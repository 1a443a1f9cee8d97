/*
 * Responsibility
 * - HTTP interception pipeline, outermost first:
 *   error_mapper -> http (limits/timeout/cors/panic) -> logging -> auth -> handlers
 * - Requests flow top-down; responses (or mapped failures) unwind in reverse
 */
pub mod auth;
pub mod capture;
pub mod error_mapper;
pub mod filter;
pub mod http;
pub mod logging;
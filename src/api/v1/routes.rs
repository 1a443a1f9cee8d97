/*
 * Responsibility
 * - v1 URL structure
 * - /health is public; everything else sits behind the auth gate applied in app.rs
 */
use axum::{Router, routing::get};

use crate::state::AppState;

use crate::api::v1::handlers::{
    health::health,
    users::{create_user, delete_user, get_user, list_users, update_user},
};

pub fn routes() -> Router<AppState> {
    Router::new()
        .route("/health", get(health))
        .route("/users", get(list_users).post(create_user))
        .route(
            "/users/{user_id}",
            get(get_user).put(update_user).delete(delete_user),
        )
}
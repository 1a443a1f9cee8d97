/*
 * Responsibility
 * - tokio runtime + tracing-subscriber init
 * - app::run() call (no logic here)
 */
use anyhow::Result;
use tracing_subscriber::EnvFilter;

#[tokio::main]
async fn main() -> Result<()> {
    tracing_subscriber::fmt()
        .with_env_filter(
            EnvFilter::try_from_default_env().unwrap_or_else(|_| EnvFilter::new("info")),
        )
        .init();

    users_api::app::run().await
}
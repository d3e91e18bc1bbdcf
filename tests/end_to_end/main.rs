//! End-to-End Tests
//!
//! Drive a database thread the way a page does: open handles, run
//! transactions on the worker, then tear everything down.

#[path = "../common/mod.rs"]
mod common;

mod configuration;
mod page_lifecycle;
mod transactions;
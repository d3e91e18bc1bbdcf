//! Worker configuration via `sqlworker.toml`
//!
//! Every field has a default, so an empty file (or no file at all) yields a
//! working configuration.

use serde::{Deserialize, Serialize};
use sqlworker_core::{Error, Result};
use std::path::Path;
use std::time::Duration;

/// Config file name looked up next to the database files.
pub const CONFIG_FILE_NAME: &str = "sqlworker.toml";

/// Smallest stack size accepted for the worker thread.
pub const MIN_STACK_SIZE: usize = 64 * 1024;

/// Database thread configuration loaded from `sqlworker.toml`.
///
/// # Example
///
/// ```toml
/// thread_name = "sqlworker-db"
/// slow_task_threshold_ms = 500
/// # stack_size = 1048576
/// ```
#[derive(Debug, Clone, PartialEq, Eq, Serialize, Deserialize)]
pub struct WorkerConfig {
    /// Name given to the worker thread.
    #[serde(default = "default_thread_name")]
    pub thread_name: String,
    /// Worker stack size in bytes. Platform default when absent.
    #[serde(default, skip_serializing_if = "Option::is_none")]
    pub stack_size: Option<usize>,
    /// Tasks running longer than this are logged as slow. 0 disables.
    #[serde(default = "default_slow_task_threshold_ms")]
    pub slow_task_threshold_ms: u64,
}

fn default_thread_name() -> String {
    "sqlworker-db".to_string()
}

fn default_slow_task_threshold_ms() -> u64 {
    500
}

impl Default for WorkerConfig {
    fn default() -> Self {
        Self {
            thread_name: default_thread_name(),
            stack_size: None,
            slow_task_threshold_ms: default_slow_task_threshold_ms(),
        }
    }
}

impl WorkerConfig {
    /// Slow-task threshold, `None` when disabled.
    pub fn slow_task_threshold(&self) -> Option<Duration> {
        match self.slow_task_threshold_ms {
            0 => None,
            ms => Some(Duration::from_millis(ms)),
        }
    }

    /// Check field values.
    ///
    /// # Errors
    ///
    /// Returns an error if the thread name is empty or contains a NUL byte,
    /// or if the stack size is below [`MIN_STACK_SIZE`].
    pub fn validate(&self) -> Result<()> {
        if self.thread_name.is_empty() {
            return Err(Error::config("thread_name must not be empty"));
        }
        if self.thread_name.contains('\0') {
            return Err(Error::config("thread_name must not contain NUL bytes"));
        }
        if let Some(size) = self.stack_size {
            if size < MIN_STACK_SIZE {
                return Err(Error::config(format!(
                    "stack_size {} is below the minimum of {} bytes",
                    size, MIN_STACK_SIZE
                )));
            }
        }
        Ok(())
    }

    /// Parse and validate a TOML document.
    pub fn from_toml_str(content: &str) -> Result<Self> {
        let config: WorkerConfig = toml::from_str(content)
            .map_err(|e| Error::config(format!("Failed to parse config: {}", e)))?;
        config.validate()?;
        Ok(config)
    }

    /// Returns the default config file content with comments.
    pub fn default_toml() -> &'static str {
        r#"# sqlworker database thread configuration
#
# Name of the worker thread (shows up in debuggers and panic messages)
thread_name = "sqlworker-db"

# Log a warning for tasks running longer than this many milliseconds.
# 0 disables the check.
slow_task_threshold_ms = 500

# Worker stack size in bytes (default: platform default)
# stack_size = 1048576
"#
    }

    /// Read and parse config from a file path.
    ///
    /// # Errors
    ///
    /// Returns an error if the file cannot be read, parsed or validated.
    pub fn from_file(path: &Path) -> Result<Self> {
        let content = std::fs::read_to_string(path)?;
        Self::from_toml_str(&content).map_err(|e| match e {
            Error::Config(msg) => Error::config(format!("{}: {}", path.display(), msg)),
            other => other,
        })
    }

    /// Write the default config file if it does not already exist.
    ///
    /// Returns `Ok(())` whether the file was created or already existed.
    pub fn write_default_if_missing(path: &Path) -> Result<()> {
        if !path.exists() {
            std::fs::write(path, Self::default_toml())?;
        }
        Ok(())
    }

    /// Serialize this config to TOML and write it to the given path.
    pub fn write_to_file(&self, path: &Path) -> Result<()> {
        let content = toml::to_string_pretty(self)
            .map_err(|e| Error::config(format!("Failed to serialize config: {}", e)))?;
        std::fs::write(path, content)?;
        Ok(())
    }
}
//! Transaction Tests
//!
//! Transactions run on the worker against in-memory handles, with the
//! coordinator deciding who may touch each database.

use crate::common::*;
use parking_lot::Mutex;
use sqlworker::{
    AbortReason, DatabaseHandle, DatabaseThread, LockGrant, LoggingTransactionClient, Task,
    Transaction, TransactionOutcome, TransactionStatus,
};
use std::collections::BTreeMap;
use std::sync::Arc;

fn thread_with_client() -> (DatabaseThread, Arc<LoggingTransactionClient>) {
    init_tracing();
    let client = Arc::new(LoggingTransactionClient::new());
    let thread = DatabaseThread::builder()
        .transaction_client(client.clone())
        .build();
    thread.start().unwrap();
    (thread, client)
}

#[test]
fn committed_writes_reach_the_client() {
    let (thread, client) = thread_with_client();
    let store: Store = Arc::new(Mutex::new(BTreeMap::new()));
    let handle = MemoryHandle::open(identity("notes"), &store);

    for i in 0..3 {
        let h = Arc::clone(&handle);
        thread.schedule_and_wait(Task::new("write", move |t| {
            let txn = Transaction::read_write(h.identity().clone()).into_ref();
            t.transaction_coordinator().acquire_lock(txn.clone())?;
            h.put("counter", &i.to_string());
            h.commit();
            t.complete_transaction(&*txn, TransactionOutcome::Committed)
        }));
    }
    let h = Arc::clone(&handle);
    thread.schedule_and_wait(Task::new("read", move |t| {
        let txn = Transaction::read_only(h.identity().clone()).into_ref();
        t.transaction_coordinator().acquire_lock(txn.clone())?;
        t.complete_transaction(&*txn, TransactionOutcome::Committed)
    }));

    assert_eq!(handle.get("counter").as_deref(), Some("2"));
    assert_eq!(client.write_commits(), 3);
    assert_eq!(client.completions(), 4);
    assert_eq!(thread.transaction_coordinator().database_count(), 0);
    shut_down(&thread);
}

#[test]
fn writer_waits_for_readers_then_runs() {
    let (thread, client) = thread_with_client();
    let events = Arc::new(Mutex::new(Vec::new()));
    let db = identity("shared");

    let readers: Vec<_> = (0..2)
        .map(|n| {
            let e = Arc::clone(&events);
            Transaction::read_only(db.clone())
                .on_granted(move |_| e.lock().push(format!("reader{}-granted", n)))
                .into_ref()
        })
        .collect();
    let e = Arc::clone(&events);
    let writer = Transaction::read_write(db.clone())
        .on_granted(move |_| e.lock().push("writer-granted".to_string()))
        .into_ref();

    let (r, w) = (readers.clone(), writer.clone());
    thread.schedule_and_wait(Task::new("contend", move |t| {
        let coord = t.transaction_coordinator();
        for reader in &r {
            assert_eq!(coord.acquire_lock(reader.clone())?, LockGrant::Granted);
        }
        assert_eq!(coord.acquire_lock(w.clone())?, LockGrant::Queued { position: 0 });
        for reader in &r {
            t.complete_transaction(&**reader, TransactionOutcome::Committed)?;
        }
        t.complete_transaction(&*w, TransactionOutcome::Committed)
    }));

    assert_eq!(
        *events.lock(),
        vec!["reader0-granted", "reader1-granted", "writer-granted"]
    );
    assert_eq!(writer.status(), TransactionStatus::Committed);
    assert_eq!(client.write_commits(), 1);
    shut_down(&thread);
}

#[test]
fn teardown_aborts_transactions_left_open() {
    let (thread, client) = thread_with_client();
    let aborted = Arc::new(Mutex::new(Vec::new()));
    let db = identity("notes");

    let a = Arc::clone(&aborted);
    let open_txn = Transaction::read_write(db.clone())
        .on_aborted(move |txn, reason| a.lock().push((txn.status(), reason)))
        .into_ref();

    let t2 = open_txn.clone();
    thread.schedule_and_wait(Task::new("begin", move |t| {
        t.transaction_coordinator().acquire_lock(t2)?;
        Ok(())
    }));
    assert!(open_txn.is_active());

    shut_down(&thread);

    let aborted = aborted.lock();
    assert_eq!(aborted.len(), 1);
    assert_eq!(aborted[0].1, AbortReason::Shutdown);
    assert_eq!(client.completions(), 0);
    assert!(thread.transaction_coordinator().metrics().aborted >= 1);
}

Required work -
Answer with one number only: how many lines in the listing include "running".

Exercise answer -
2